- **Problem to work on**: Would you copy only the lines below, beginning with the one that contains "Formats a wall-clock" and running through the last entry line?

- **Data**:
------------------------------------------------

//! Calendar-date formatting helpers.

use chrono::{DateTime, Utc};

/// Formats a wall-clock instant as a compact `yyyyMMdd` stamp.
///
/// # Examples
///
/// ```
/// use alibi_domain::common::date_stamp;
/// use chrono::{TimeZone, Utc};
///
/// let now = Utc.with_ymd_and_hms(2024, 1, 5, 10, 30, 0).unwrap();
/// assert_eq!(date_stamp(now), "20240105");
/// ```
pub fn date_stamp(now: DateTime<Utc>) -> String {
    now.format("%Y%m%d").to_string()
}

#[cfg(test)]
mod tests {
    use super::*;
    use chrono::TimeZone;

    #[test]
    fn test_date_stamp_pads_month_and_day() {
        let now = Utc.with_ymd_and_hms(2025, 3, 7, 23, 59, 59).unwrap();
        assert_eq!(date_stamp(now), "20250307");
    }

    #[test]
    fn test_date_stamp_ignores_time_of_day() {
        let morning = Utc.with_ymd_and_hms(2025, 12, 31, 0, 0, 0).unwrap();
        let night = Utc.with_ymd_and_hms(2025, 12, 31, 23, 0, 0).unwrap();
        assert_eq!(date_stamp(morning), date_stamp(night));
    }
}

------------------------------------------------

- **Exercise solution**:
/// Formats a wall-clock instant as a compact `yyyyMMdd` stamp.
///
/// # Examples
///
/// ```
/// use alibi_domain::common::date_stamp;
/// use chrono::{TimeZone, Utc};
///
/// let now = Utc.with_ymd_and_hms(2024, 1, 5, 10, 30, 0).unwrap();
/// assert_eq!(date_stamp(now), "20240105");
/// ```
pub fn date_stamp(now: DateTime<Utc>) -> String {
    now.format("%Y%m%d").to_string()
}

#[cfg(test)]
mod tests {
    use super::*;
    use chrono::TimeZone;

    #[test]
    fn test_date_stamp_pads_month_and_day() {
        let now = Utc.with_ymd_and_hms(2025, 3, 7, 23, 59, 59).unwrap();
        assert_eq!(date_stamp(now), "20250307");
    }

    #[test]
    fn test_date_stamp_ignores_time_of_day() {
        let morning = Utc.with_ymd_and_hms(2025, 12, 31, 0, 0, 0).unwrap();
        let night = Utc.with_ymd_and_hms(2025, 12, 31, 23, 0, 0).unwrap();
        assert_eq!(date_stamp(morning), date_stamp(night));
    }
}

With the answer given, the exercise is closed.